Material provided.
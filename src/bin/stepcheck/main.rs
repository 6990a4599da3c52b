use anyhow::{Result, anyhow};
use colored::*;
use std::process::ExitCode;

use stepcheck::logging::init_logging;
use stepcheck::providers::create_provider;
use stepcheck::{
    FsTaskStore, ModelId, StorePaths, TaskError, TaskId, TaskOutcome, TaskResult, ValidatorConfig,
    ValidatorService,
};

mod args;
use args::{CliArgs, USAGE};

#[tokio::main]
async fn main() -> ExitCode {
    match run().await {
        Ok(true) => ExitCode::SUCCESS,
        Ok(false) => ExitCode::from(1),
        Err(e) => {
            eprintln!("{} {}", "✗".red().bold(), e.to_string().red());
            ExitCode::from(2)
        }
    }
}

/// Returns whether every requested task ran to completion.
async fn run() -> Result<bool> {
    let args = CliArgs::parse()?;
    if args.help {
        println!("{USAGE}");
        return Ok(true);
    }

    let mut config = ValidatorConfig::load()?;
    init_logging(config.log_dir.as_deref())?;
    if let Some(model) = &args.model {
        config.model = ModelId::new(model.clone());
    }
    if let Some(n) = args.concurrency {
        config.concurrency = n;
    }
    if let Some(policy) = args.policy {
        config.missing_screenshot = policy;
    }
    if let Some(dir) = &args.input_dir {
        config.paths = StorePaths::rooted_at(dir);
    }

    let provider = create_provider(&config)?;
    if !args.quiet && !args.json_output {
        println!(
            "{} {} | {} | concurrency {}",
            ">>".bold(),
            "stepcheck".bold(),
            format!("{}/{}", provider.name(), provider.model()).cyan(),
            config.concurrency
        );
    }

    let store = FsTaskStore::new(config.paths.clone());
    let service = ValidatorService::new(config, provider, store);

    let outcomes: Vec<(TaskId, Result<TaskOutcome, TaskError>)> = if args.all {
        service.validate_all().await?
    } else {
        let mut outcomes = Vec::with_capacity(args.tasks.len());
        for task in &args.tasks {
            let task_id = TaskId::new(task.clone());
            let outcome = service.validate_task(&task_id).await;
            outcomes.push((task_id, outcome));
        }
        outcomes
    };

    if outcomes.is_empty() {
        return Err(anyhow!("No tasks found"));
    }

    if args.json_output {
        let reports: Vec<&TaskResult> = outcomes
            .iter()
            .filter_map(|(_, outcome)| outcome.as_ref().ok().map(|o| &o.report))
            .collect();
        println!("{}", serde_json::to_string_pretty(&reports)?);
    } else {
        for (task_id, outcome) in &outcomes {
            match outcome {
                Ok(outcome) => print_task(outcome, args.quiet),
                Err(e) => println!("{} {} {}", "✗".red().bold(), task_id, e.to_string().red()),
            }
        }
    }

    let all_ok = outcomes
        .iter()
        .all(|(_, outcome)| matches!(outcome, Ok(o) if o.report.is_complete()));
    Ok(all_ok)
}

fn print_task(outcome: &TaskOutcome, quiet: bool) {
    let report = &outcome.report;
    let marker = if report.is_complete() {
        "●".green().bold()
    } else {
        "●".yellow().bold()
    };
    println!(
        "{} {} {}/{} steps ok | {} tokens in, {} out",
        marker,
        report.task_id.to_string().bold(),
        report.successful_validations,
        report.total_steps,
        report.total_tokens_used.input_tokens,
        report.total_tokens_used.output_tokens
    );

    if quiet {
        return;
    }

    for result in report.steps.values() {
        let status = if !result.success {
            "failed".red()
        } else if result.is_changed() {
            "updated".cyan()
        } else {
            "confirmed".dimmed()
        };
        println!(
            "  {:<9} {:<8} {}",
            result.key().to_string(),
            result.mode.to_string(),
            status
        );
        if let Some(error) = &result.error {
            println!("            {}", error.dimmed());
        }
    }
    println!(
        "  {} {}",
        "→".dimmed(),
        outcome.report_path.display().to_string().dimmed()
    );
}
==
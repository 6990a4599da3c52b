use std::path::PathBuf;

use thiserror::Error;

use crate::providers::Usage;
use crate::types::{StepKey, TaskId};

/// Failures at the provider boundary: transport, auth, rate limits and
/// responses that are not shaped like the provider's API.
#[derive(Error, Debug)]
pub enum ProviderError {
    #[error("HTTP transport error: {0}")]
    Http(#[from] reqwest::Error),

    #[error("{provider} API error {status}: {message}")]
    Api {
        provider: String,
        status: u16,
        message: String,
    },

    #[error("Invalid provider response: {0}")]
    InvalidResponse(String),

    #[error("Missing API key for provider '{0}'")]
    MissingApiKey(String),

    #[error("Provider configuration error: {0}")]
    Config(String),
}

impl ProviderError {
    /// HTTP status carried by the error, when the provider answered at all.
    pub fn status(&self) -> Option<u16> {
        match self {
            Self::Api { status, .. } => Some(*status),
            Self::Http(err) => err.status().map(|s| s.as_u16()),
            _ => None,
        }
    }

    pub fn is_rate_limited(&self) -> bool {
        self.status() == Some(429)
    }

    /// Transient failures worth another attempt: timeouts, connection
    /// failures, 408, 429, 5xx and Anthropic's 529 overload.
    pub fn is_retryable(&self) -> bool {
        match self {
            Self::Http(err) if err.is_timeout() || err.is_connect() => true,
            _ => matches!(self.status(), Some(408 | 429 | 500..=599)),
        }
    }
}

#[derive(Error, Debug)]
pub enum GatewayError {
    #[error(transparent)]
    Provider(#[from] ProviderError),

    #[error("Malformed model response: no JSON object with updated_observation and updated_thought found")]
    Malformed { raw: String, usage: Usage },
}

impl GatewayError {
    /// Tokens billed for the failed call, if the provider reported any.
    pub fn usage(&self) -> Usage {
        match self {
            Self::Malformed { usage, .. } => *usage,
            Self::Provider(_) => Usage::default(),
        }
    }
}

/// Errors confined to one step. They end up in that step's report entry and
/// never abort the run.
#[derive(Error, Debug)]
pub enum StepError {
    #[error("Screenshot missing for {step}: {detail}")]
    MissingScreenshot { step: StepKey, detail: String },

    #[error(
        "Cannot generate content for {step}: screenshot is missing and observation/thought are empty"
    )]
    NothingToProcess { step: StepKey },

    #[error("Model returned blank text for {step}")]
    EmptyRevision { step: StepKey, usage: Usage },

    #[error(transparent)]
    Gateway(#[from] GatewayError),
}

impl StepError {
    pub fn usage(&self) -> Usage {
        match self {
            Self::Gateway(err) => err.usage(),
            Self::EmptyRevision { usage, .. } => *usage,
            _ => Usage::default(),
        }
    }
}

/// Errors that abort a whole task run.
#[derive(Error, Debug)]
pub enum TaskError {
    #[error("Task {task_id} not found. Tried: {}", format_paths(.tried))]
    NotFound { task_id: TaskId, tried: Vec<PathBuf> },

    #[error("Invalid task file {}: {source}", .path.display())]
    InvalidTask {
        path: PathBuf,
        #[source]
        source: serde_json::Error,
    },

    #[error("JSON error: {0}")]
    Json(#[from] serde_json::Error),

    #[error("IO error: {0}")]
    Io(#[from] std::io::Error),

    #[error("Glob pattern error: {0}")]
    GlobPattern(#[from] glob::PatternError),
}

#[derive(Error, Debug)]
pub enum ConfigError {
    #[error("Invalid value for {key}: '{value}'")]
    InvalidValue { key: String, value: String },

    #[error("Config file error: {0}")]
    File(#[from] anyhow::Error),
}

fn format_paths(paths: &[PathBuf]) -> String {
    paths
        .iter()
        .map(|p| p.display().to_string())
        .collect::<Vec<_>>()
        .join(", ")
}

Problem details.
Return every line of the listing above where "enum" appears.

Answer space.
pub enum ProviderError {
pub enum GatewayError {
pub enum StepError {
pub enum TaskError {
pub enum ConfigError {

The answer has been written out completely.